In banca
olio su tela cm. 50 x 60
anno 2008
Archivio n. 0545


“In banca” (2008) è un’opera che cattura un frammento di vita quotidiana con un’intensità sospesa, quasi teatrale.

La scena raffigura un interno spoglio, dominato da tonalità grigie e ocra, dove alcune figure attendono davanti a uno sportello. Gli individui, colti di spalle o di profilo, sono immersi in un’atmosfera di silenzio e immobilità: uomini con il cappotto e il cappello calato, una donna in piedi, ognuno chiuso nella propria attesa, separato ma parte di una stessa condizione.
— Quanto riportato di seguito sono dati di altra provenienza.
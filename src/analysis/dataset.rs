//! Tabular datasets for exploratory analysis
//!
//! A CSV file is loaded column-wise. A column is numeric when every
//! non-empty cell parses as a number, otherwise it is categorical.

use std::fs::File;
use std::io::Read;
use std::path::Path;

use csv::Reader;

use crate::{EnergyError, Result};

#[derive(Debug, Clone, PartialEq)]
pub enum Column {
    Numeric(Vec<Option<f64>>),
    Categorical(Vec<Option<String>>),
}

impl Column {
    fn from_cells(cells: Vec<String>) -> Self {
        let is_missing = |c: &str| c.is_empty() || c.eq_ignore_ascii_case("nan");
        let numeric = cells
            .iter()
            .all(|c| is_missing(c.as_str()) || c.parse::<f64>().is_ok());

        if numeric {
            Column::Numeric(
                cells
                    .iter()
                    .map(|c| if is_missing(c.as_str()) { None } else { c.parse().ok() })
                    .collect(),
            )
        } else {
            Column::Categorical(
                cells
                    .into_iter()
                    .map(|c| if is_missing(c.as_str()) { None } else { Some(c) })
                    .collect(),
            )
        }
    }

    pub fn is_numeric(&self) -> bool {
        matches!(self, Column::Numeric(_))
    }

    /// Cell rendered as a category label
    fn label(&self, row: usize) -> Option<String> {
        match self {
            Column::Numeric(values) => values[row].map(|v| v.to_string()),
            Column::Categorical(values) => values[row].clone(),
        }
    }
}

/// Named columns of equal length
#[derive(Debug, Clone)]
pub struct Frame {
    names: Vec<String>,
    columns: Vec<Column>,
    rows: usize,
}

impl Frame {
    pub fn from_csv_path<P: AsRef<Path>>(path: P) -> Result<Self> {
        let path = path.as_ref();
        let frame = Self::from_reader(File::open(path)?)?;
        log::info!(
            "Loaded {} rows and {} columns from {}",
            frame.rows,
            frame.names.len(),
            path.display()
        );
        Ok(frame)
    }

    pub fn from_reader<R: Read>(reader: R) -> Result<Self> {
        let mut rdr = Reader::from_reader(reader);
        let names: Vec<String> = rdr.headers()?.iter().map(|h| h.trim().to_string()).collect();
        let mut cells: Vec<Vec<String>> = vec![Vec::new(); names.len()];

        for result in rdr.records() {
            let record = result?;
            for (i, column) in cells.iter_mut().enumerate() {
                column.push(record.get(i).unwrap_or("").trim().to_string());
            }
        }

        let rows = cells.first().map(Vec::len).unwrap_or(0);
        let columns = cells.into_iter().map(Column::from_cells).collect();
        Ok(Frame {
            names,
            columns,
            rows,
        })
    }

    pub fn len(&self) -> usize {
        self.rows
    }

    pub fn is_empty(&self) -> bool {
        self.rows == 0
    }

    pub fn column_names(&self) -> &[String] {
        &self.names
    }

    pub fn numeric_column_names(&self) -> Vec<&str> {
        self.names
            .iter()
            .zip(&self.columns)
            .filter(|(_, c)| c.is_numeric())
            .map(|(n, _)| n.as_str())
            .collect()
    }

    pub fn column(&self, name: &str) -> Result<&Column> {
        self.names
            .iter()
            .position(|n| n == name)
            .map(|i| &self.columns[i])
            .ok_or_else(|| EnergyError::Parse(format!("No column named {:?}", name)))
    }

    fn numeric_cells(&self, name: &str) -> Result<&[Option<f64>]> {
        match self.column(name)? {
            Column::Numeric(values) => Ok(values),
            Column::Categorical(_) => Err(EnergyError::Parse(format!(
                "Column {:?} is not numeric",
                name
            ))),
        }
    }

    /// Non-missing values of a numeric column
    pub fn numeric(&self, name: &str) -> Result<Vec<f64>> {
        Ok(self.numeric_cells(name)?.iter().flatten().copied().collect())
    }

    /// Non-missing values of any column, as labels
    pub fn labels(&self, name: &str) -> Result<Vec<String>> {
        let column = self.column(name)?;
        Ok((0..self.rows).filter_map(|row| column.label(row)).collect())
    }

    /// (label, value) pairs for rows where both cells are present
    pub fn grouped(&self, category: &str, value: &str) -> Result<Vec<(String, f64)>> {
        let labels = self.column(category)?;
        let values = self.numeric_cells(value)?;
        Ok((0..self.rows)
            .filter_map(|row| Some((labels.label(row)?, values[row]?)))
            .collect())
    }

    /// (x, y) pairs for rows where both numeric cells are present
    pub fn paired(&self, x: &str, y: &str) -> Result<Vec<(f64, f64)>> {
        let xs = self.numeric_cells(x)?;
        let ys = self.numeric_cells(y)?;
        Ok(xs
            .iter()
            .zip(ys)
            .filter_map(|(x, y)| Some(((*x)?, (*y)?)))
            .collect())
    }
}

#[cfg(test)]
pub(crate) mod tests {
    use super::*;

    pub(crate) const SAMPLE: &str = "\
building_id,meter,primary_use,air_temperature,meter_reading
1,electricity,Office,10.0,100.0
2,electricity,Education,12.0,150.0
3,steam,Office,,90.0
4,hotwater,Office,16.0,NaN
";

    pub(crate) fn sample_frame() -> Frame {
        Frame::from_reader(SAMPLE.as_bytes()).unwrap()
    }

    #[test]
    fn test_column_types() {
        let frame = sample_frame();
        assert_eq!(frame.len(), 4);
        assert_eq!(
            frame.numeric_column_names(),
            vec!["building_id", "air_temperature", "meter_reading"]
        );
        assert!(!frame.column("meter").unwrap().is_numeric());
    }

    #[test]
    fn test_missing_values_skipped() {
        let frame = sample_frame();
        assert_eq!(frame.numeric("air_temperature").unwrap(), vec![10.0, 12.0, 16.0]);
        assert_eq!(frame.paired("air_temperature", "meter_reading").unwrap().len(), 2);
        assert!(frame.numeric("meter").is_err());
        assert!(frame.numeric("absent").is_err());
    }

    #[test]
    fn test_grouped_and_labels() {
        let frame = sample_frame();
        let grouped = frame.grouped("primary_use", "meter_reading").unwrap();
        assert_eq!(grouped.len(), 3);
        assert_eq!(grouped[1], ("Education".to_string(), 150.0));

        // Numeric columns can still be counted as categories
        assert_eq!(frame.labels("building_id").unwrap()[0], "1");
    }
}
La luce è scarna, proveniente dall’alto, e lascia in ombra i volti, accentuando la sensazione di anonimato e di alienazione. Non ci sono dettagli superflui, ma solo linee essenziali che descrivono lo spazio e i corpi, resi attraverso una pittura materica e velata, che sembra dissolvere i contorni in una vibrazione di colori smorzati.

Con “In banca”, l’artista non si limita a rappresentare un episodio comune: eleva il gesto banale dell’attesa allo sportello a simbolo della solitudine urbana e della condizione moderna, in cui gli individui condividono lo stesso spazio senza comunicare, estranei l’uno all’altro e a se stessi.

Un quadro che, pur nella semplicità del soggetto, rivela una forte carica espressiva e sociale, in cui l’ordinario si fa metafora universale.